Whether teachers have absorbed the levels into their thinking about children's progress, it is apparent these formal rungs of the educational ladder do not have the ring of conventional age and stage vocabulary.
Before 5-14, report after report throughout last century used traditional terms such as "nursery and infant", "lower primary", "upper primary" and "early secondary". Their correspondence to ages, actual ages, was evidently the way teachers think of pupils and the curriculum they address.
So, as we look at how the "de-cluttering" of the curriculum is taking shape and targets are being streamlined, we shouldn't be surprised at the ways in which the vocabulary is reverting to trusty terms. ACfE has old-fashioned phrases in its language and the terms are all straightforward.
But, when compared with the national curriculum documentation in England and Wales, it is apparent how closely the ACfE levels correspond to the key stages of our southern neighbours. Scotland's early level compares with the English foundation key stage (ages 3-5); first is KS1 (5-7); second is KS2 (7-11); third is KS3 (11-14); fourth is KS4 (14-16) and senior (16-18) is sixth form.
Is it too harsh to say that the simplification that ACfE carries is a copying of the national curriculum south of the border, an importing of key stages in all but name? Does this represent a step towards commonality across the countries of the UK, despite the proudly held distinctiveness of Scottish education?
Maybe it is inevitable that, if there be a simplification to four levels, you cannot deviate far from tradition and the obvious stages stand out. If so, what does this herald beyond the fourth level? This year was to be the decision year regarding Standard grade (we do have a national mess to sort out, with the wide range of variations among schools regarding Standard grade and Intermediate awards, and all possible combinations and age variations). The latest news seems to be that a consultation process will begin after the May elections.

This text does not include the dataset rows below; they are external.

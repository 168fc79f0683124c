//! Vector search functionality for semantic audio retrieval.
//!
//! This module provides exact inner-product search over L2-normalized
//! clip embeddings, the persisted artifact format those embeddings load
//! from, and the embedding provider boundary for query text.
//!
//! # Architecture
//! The corpus is static and small, so search is a brute-force scan per
//! index rather than an approximate structure. Artifacts are written
//! offline, memory-mapped at load, and immutable while serving.

mod embedding;
mod index;
mod storage;
mod types;

// Re-export core types for public API
pub use embedding::{
    EmbeddingProvider, FastEmbedProvider, MockEmbeddingProvider, parse_embedding_model,
};
pub use index::{ClipMeta, SearchHit, VectorIndex};
pub use storage::{
    CorpusArtifacts, CorpusItem, METADATA_FILE, VECTORS_FILE, load_artifacts, write_artifacts,
};
pub use types::{
    NORM_EPSILON, Similarity, VECTOR_DIMENSION_512, VectorDimension, VectorError, inner_product,
    normalize_in_place,
};
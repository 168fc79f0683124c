//! Example prompts and search tips surfaced to the UI.
//!
//! Prompts can be overridden by a JSON file; the built-in set is the
//! fallback. Translation into a requested language is best effort: any
//! provider failure keeps the English text.

use std::path::Path;

use serde::{Deserialize, Serialize};
use tracing::warn;

use crate::query::TranslationProvider;
use crate::types::ContentType;

const BUILTIN_PROMPTS: [(ContentType, &str); 8] = [
    (ContentType::Song, "upbeat music for a celebration"),
    (ContentType::Song, "calm piano for studying"),
    (ContentType::Song, "epic orchestral trailer music"),
    (ContentType::Song, "romantic acoustic guitar"),
    (ContentType::Sfx, "gentle rain on a window"),
    (ContentType::Sfx, "crowd cheering in a stadium"),
    (ContentType::Sfx, "footsteps on gravel"),
    (ContentType::Sfx, "thunder rolling in the distance"),
];

const BUILTIN_TIPS: [(&str, &str); 3] = [
    (
        "Describe the scene",
        "Say what is happening, not just a genre: 'rain on a tin roof' beats 'rain'.",
    ),
    (
        "Name the mood",
        "Words like calm, tense or joyful steer the ranking toward the right clips.",
    ),
    (
        "Any language works",
        "Queries are translated to English automatically before searching.",
    ),
];

#[derive(Debug, Clone, Serialize, Deserialize)]
pub struct Prompt {
    pub category: ContentType,
    pub text: String,
}

#[derive(Debug, Clone, Serialize, Deserialize)]
pub struct SearchTip {
    pub title: String,
    pub text: String,
}

/// Starter prompts plus usage tips, served by `/api/example-prompts`.
#[derive(Debug, Clone, Serialize, Deserialize)]
pub struct ExamplePrompts {
    pub prompts: Vec<Prompt>,
    pub search_tips: Vec<SearchTip>,
}

impl ExamplePrompts {
    /// The built-in English set.
    #[must_use]
    pub fn builtin() -> Self {
        Self {
            prompts: BUILTIN_PROMPTS
                .iter()
                .map(|&(category, text)| Prompt {
                    category,
                    text: text.to_string(),
                })
                .collect(),
            search_tips: BUILTIN_TIPS
                .iter()
                .map(|&(title, text)| SearchTip {
                    title: title.to_string(),
                    text: text.to_string(),
                })
                .collect(),
        }
    }

    /// Loads prompts from a JSON file, falling back to the built-in set
    /// when the file is absent or malformed.
    #[must_use]
    pub fn load_or_builtin(path: Option<&Path>) -> Self {
        let Some(path) = path else {
            return Self::builtin();
        };
        match std::fs::read_to_string(path) {
            Ok(content) => match serde_json::from_str(&content) {
                Ok(prompts) => prompts,
                Err(e) => {
                    warn!(path = %path.display(), "malformed prompts file, using built-ins: {e}");
                    Self::builtin()
                }
            },
            Err(e) => {
                warn!(path = %path.display(), "prompts file unreadable, using built-ins: {e}");
                Self::builtin()
            }
        }
    }

    /// Returns this set translated into `lang`, keeping any text whose
    /// translation fails in English.
    pub async fn translated(&self, provider: &dyn TranslationProvider, lang: &str) -> Self {
        let mut prompts = Vec::with_capacity(self.prompts.len());
        for prompt in &self.prompts {
            prompts.push(Prompt {
                category: prompt.category,
                text: translate_or_keep(provider, &prompt.text, lang).await,
            });
        }

        let mut search_tips = Vec::with_capacity(self.search_tips.len());
        for tip in &self.search_tips {
            search_tips.push(SearchTip {
                title: translate_or_keep(provider, &tip.title, lang).await,
                text: translate_or_keep(provider, &tip.text, lang).await,
            });
        }

        Self {
            prompts,
            search_tips,
        }
    }
}

async fn translate_or_keep(provider: &dyn TranslationProvider, text: &str, lang: &str) -> String {
    match provider.translate(text, "en", lang).await {
        Ok(translated) => translated,
        Err(e) => {
            warn!(lang, "prompt translation failed, keeping English: {e}");
            text.to_string()
        }
    }
}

What is the betting that an Anglicised solution will be detectable behind one of the options? More importantly, since the much vaunted relaxation of the age and stage legislation was responsible for the variations between schools and authorities, it would be nice to see a change of heart. The laissez-faire approach to what qualifications can be sat, and when, has resulted in greater differences between relatively advantaged and relatively disadvantaged schools.
More often than not, Standard grade is dying in the leafier suburbs. With schools tending to their particular circumstances, the bigger picture is a more socially divided Scotland. Perversely perhaps, what has evolved can be read as counter-inclusion.
So, the incoming parliament needs to look for a bold simplification of assessment levels at the upper levels of schooling. Straight-forward, meaningfully manageable stages. We could then all understand each other.